TASK DIRECTIONS:
Take the data below and copy exactly the lines starting at the one with "exact-field reference. Returns" and finishing at the one with "if let Some(value)", both included.

[Start of Attachment]

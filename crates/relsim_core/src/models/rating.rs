use serde::{Deserialize, Serialize};

/// Team strength coefficients normalized to a league-average baseline of
/// 1.0. The defense coefficient multiplies the *opponent's* expected
/// goals, so a lower value means a stronger defense.
///
/// Ratings are computed once per simulation batch and shared read-only
/// across every trial; nothing in the replay path mutates them.
#[derive(Debug, Clone, Copy, PartialEq, Serialize, Deserialize)]
pub struct TeamRating {
    pub attack: f64,
    pub defense: f64,
}

impl TeamRating {
    pub fn new(attack: f64, defense: f64) -> Self {
        Self { attack, defense }
    }

    /// The league-average rating on both axes.
    pub fn average() -> Self {
        Self { attack: 1.0, defense: 1.0 }
    }
}
//! Monte Carlo batch orchestration.
//!
//! Trials are embarrassingly parallel: each one owns a private seeded
//! stream and touches only shared read-only state, so the batch needs no
//! locks and no inter-trial communication. Aggregation is an integer sum,
//! which keeps the result independent of completion order.

use std::collections::HashMap;
use std::sync::atomic::{AtomicBool, Ordering};
use std::sync::Arc;

use rayon::prelude::*;
use tracing::{debug, info, warn};

use crate::engine::config::SimConfig;
use crate::engine::ratings::compute_ratings;
use crate::engine::season::{LeagueIndex, SeasonSimulator, TrialOutcome};
use crate::error::{Result, SimError};
use crate::models::{AggregateResult, Fixture, FormRecord, TeamSeasonStats};

/// Cooperative cancellation for an in-flight batch. Cancelling stops new
/// trials from starting; trials already past the check finish and count.
/// There is no per-trial state to undo, so cancellation has no side
/// effects beyond the smaller trial count, which the aggregate labels via
/// [`AggregateResult::is_partial`].
#[derive(Debug, Clone, Default)]
pub struct CancelFlag(Arc<AtomicBool>);

impl CancelFlag {
    pub fn new() -> Self {
        Self(Arc::new(AtomicBool::new(false)))
    }

    pub fn cancel(&self) {
        self.0.store(true, Ordering::Relaxed);
    }

    pub fn is_cancelled(&self) -> bool {
        self.0.load(Ordering::Relaxed)
    }
}

/// Order-independent fold state for a batch. Sums stay in integer space
/// until the final division, so folding in any order produces bit-equal
/// aggregates.
#[derive(Debug, Clone)]
pub(crate) struct Accumulator {
    relegation_counts: Vec<u64>,
    points_totals: Vec<u64>,
    survival_total: u64,
    trials: u64,
}

impl Accumulator {
    pub(crate) fn new(team_count: usize) -> Self {
        Self {
            relegation_counts: vec![0; team_count],
            points_totals: vec![0; team_count],
            survival_total: 0,
            trials: 0,
        }
    }

    pub(crate) fn fold(&mut self, outcome: &TrialOutcome) {
        for &idx in &outcome.relegated {
            self.relegation_counts[idx] += 1;
        }
        for (idx, &points) in outcome.points.iter().enumerate() {
            self.points_totals[idx] += u64::from(points);
        }
        self.survival_total += u64::from(outcome.survival_points);
        self.trials += 1;
    }

    pub(crate) fn finish(self, league: &LeagueIndex, trials_requested: u64) -> AggregateResult {
        let completed = self.trials;
        let divisor = if completed == 0 { 1.0 } else { completed as f64 };

        let mut relegation_counts = HashMap::with_capacity(league.len());
        let mut average_points = HashMap::with_capacity(league.len());
        for idx in 0..league.len() {
            let name = league.name(idx).to_string();
            relegation_counts.insert(name.clone(), self.relegation_counts[idx]);
            average_points.insert(name, self.points_totals[idx] as f64 / divisor);
        }

        AggregateResult {
            relegation_counts,
            average_points,
            average_survival_points: self.survival_total as f64 / divisor,
            trials_requested,
            trials_completed: completed,
        }
    }
}

/// Runs the full batch: ratings once, N independent trials, one aggregate.
///
/// Trial i is seeded `base_seed + i`, strictly increasing and never
/// reused, so no two trials share a random stream and the whole batch
/// replays identically for the same inputs.
pub fn run_simulation(
    teams: &HashMap<String, TeamSeasonStats>,
    fixtures: &[Fixture],
    form: Option<&HashMap<String, FormRecord>>,
    config: &SimConfig,
) -> Result<AggregateResult> {
    run_simulation_with_cancel(teams, fixtures, form, config, &CancelFlag::new())
}

/// [`run_simulation`] with a caller-held cancellation flag. A cancelled
/// batch returns the aggregate over the trials that completed, labeled
/// partial. Callers must treat a partial aggregate as a degraded result,
/// not an authoritative one.
pub fn run_simulation_with_cancel(
    teams: &HashMap<String, TeamSeasonStats>,
    fixtures: &[Fixture],
    form: Option<&HashMap<String, FormRecord>>,
    config: &SimConfig,
    cancel: &CancelFlag,
) -> Result<AggregateResult> {
    config.validate()?;
    let ratings = compute_ratings(teams, form, config.matches_played)?;
    let sim = SeasonSimulator::new(teams, &ratings, fixtures, config)?;

    info!(
        "starting batch: {} trials over {} fixtures, {} teams",
        config.trials,
        fixtures.len(),
        teams.len()
    );

    // Small batches run inline: dispatch overhead dominates the
    // per-trial work below the threshold.
    let outcomes = if config.trials >= config.parallel_threshold {
        match config.workers {
            Some(workers) => {
                let pool = rayon::ThreadPoolBuilder::new()
                    .num_threads(workers)
                    .build()
                    .map_err(|e| SimError::WorkerPool(e.to_string()))?;
                debug!("dispatching on dedicated pool of {} workers", workers);
                pool.install(|| run_parallel(&sim, config, cancel))
            }
            None => run_parallel(&sim, config, cancel),
        }
    } else {
        run_sequential(&sim, config, cancel)
    };

    let mut acc = Accumulator::new(sim.league().len());
    for outcome in &outcomes {
        acc.fold(outcome);
    }
    let aggregate = acc.finish(sim.league(), config.trials);

    if aggregate.is_partial() {
        warn!(
            "batch cancelled: aggregate covers {} of {} requested trials",
            aggregate.trials_completed, aggregate.trials_requested
        );
    } else {
        debug!("batch complete: {} trials", aggregate.trials_completed);
    }
    Ok(aggregate)
}

fn trial_seed(base: u64, trial_index: u64) -> u64 {
    base.wrapping_add(trial_index)
}

fn run_parallel(sim: &SeasonSimulator, config: &SimConfig, cancel: &CancelFlag) -> Vec<TrialOutcome> {
    (0..config.trials)
        .into_par_iter()
        .filter_map(|i| {
            if cancel.is_cancelled() {
                return None;
            }
            Some(sim.run_trial(trial_seed(config.base_seed, i)))
        })
        .collect()
}

fn run_sequential(
    sim: &SeasonSimulator,
    config: &SimConfig,
    cancel: &CancelFlag,
) -> Vec<TrialOutcome> {
    let mut outcomes = Vec::with_capacity(config.trials as usize);
    for i in 0..config.trials {
        if cancel.is_cancelled() {
            break;
        }
        outcomes.push(sim.run_trial(trial_seed(config.base_seed, i)));
    }
    outcomes
}
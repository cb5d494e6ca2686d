//! Change-event envelope and idempotency-key computation.

use chrono::{DateTime, Utc};
use serde::{Deserialize, Serialize};
use sha2::{Digest, Sha256};

#[derive(Debug, Clone, Copy, PartialEq, Eq, Serialize, Deserialize)]
#[serde(rename_all = "snake_case")]
pub enum EventType {
    Created,
    Updated,
    FieldChanged,
    SchemaChanged,
}

impl EventType {
    pub fn matches_trigger_on(self, on: crate::rule::TriggerOn) -> bool {
        use crate::rule::TriggerOn;
        matches!(
            (self, on),
            (EventType::Created, TriggerOn::Created) | (EventType::Updated, TriggerOn::Updated)
        )
    }
}

/// Normalized change-event, the unit the Dispatcher hands to the
/// Processor.
#[derive(Debug, Clone, Serialize, Deserialize)]
pub struct EventEnvelope {
    pub event_id: String,
    pub event_type: EventType,
    pub table_id: String,
    pub record_id: String,
    pub payload: serde_json::Value,
    pub received_at: DateTime<Utc>,
}

/// Stable hash of `(rule_id, table_id, record_id, sorted-change-set)`,
/// used as the business-level idempotency key.
pub fn business_idempotency_key(
    rule_id: &str,
    table_id: &str,
    record_id: &str,
    changed_fields: &[&str],
) -> String {
    let mut sorted: Vec<&str> = changed_fields.to_vec();
    sorted.sort_unstable();
    let mut hasher = Sha256::new();
    hasher.update(rule_id.as_bytes());
    hasher.update(b"\0");
    hasher.update(table_id.as_bytes());
    hasher.update(b"\0");
    hasher.update(record_id.as_bytes());
    hasher.update(b"\0");
    hasher.update(sorted.join(",").as_bytes());
    hex::encode(hasher.finalize())
}
//! Picks a search tool from parsed slots and renders the matching
//! records back as a plain-text list.

use cw_domain::record::Record;

use crate::result::SkillResult;
use crate::skills::{today_range_ms, SkillContext};

pub struct QuerySkill;

impl QuerySkill {
    pub fn new() -> Self {
        Self
    }

    pub async fn run(&self, ctx: &SkillContext<'_>) -> SkillResult {
        let resolved = match ctx.tables.resolve(&ctx.text, ctx.llm).await {
            Ok(r) => r,
            Err(e) => return SkillResult::refused(format!("无法确定查询的数据表：{e}")),
        };

        let records = if ctx.text.contains("我的") || ctx.text.contains("主办") {
            ctx.bitable.search_person(&resolved.app_token, &resolved.table_id, "主办律师", &ctx.open_id).await
        } else if ctx.text.contains("开庭") && (ctx.text.contains("今天") || ctx.text.contains("今日")) {
            let (from, to) = today_range_ms(ctx.now, ctx.config.timezone_offset_hours);
            ctx.bitable.search_date_range(&resolved.app_token, &resolved.table_id, "开庭日", from, to).await
        } else if let Some((field, value)) = extract_exact_query(&ctx.text) {
            ctx.bitable.search_exact(&resolved.app_token, &resolved.table_id, &field, &value).await
        } else {
            ctx.bitable.search_keyword(&resolved.app_token, &resolved.table_id, "案由", ctx.text.trim()).await
        };

        match records {
            Ok(records) => {
                let ids: Vec<String> = records.iter().map(|r| r.locator.record_id.clone()).collect();
                let table_id = resolved.table_id.clone();
                ctx.sessions.update(&ctx.open_id, move |s| {
                    s.last_result_ids = ids.clone();
                    s.active_table = Some(table_id.clone());
                    s.active_record = None;
                    s.slot_memory.remove(crate::l0::PAGE_OFFSET_KEY);
                });
                let message = render_record_list(&records);
                SkillResult::ok(message).with_data(serde_json::json!({ "records": records }))
            }
            Err(e) => SkillResult::refused(format!("查询失败：{e}")),
        }
    }
}

impl Default for QuerySkill {
    fn default() -> Self {
        Self::new()
    }
}

/// Recognizes the `案号 XXX` style exact-field reference. Returns
/// `(field_name, value)`.
fn extract_exact_query(text: &str) -> Option<(String, String)> {
    const EXACT_FIELDS: &[&str] = &["案号", "案件编号", "编号"];
    let tokens: Vec<&str> = text.split_whitespace().collect();
    for (i, token) in tokens.iter().enumerate() {
        if EXACT_FIELDS.contains(token) {
            if let Some(value) = tokens.get(i + 1) {
                return Some((token.to_string(), value.to_string()));
            }
        }
    }
    None
}

pub fn render_record_list(records: &[Record]) -> String {
    if records.is_empty() {
        return "没有找到符合条件的记录。".to_string();
    }
    let mut lines = vec![format!("共找到 {} 条记录：", records.len())];
    for record in records.iter().take(20) {
        let summary: Vec<String> = record.fields.iter().take(3).map(|(k, v)| format!("{k}={}", v.render())).collect();
        lines.push(format!("- {} ({})", record.locator.record_id, summary.join(", ")));
    }
    if records.len() > 20 {
        lines.push(format!("...还有 {} 条未显示。", records.len() - 20));
    }
    lines.join("\n")
}

#[cfg(test)]
mod tests {
    use super::*;

    #[test]
    fn extract_exact_query_pulls_field_and_value() {
        let parsed = extract_exact_query("案号 (2026)沪01民终1号 的详情").unwrap();
        assert_eq!(parsed.0, "案号");
        assert_eq!(parsed.1, "(2026)沪01民终1号");
    }

    #[test]
    fn extract_exact_query_is_none_without_a_known_field() {
        assert!(extract_exact_query("我的案件").is_none());
    }

    #[test]
    fn render_record_list_reports_no_results() {
        assert_eq!(render_record_list(&[]), "没有找到符合条件的记录。");
    }
}
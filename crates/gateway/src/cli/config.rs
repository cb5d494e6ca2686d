use cw_domain::config::{Config, ConfigSeverity};

/// Validate the configuration and print any issues.
///
/// Returns `true` when valid (warnings are fine; only errors fail).
pub fn validate(config: &Config) -> bool {
    let issues = config.validate();

    if issues.is_empty() {
        println!("Config OK");
        return true;
    }

    let error_count = issues.iter().filter(|e| e.severity == ConfigSeverity::Error).count();
    let warning_count = issues.len() - error_count;

    for issue in &issues {
        println!("{issue}");
    }

    println!("\n{error_count} error(s), {warning_count} warning(s)");

    error_count == 0
}

/// Dump the resolved config (with all defaults filled in) as TOML.
pub fn show(config: &Config) {
    match toml::to_string_pretty(config) {
        Ok(output) => print!("{output}"),
        Err(e) => {
            eprintln!("failed to serialize config: {e}");
            std::process::exit(1);
        }
    }
}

[End of Attachment]

SOLUTION FOR THIS EXERCISE:
/// Recognizes the `案号 XXX` style exact-field reference. Returns
/// `(field_name, value)`.
fn extract_exact_query(text: &str) -> Option<(String, String)> {
    const EXACT_FIELDS: &[&str] = &["案号", "案件编号", "编号"];
    let tokens: Vec<&str> = text.split_whitespace().collect();
    for (i, token) in tokens.iter().enumerate() {
        if EXACT_FIELDS.contains(token) {
            if let Some(value) = tokens.get(i + 1) {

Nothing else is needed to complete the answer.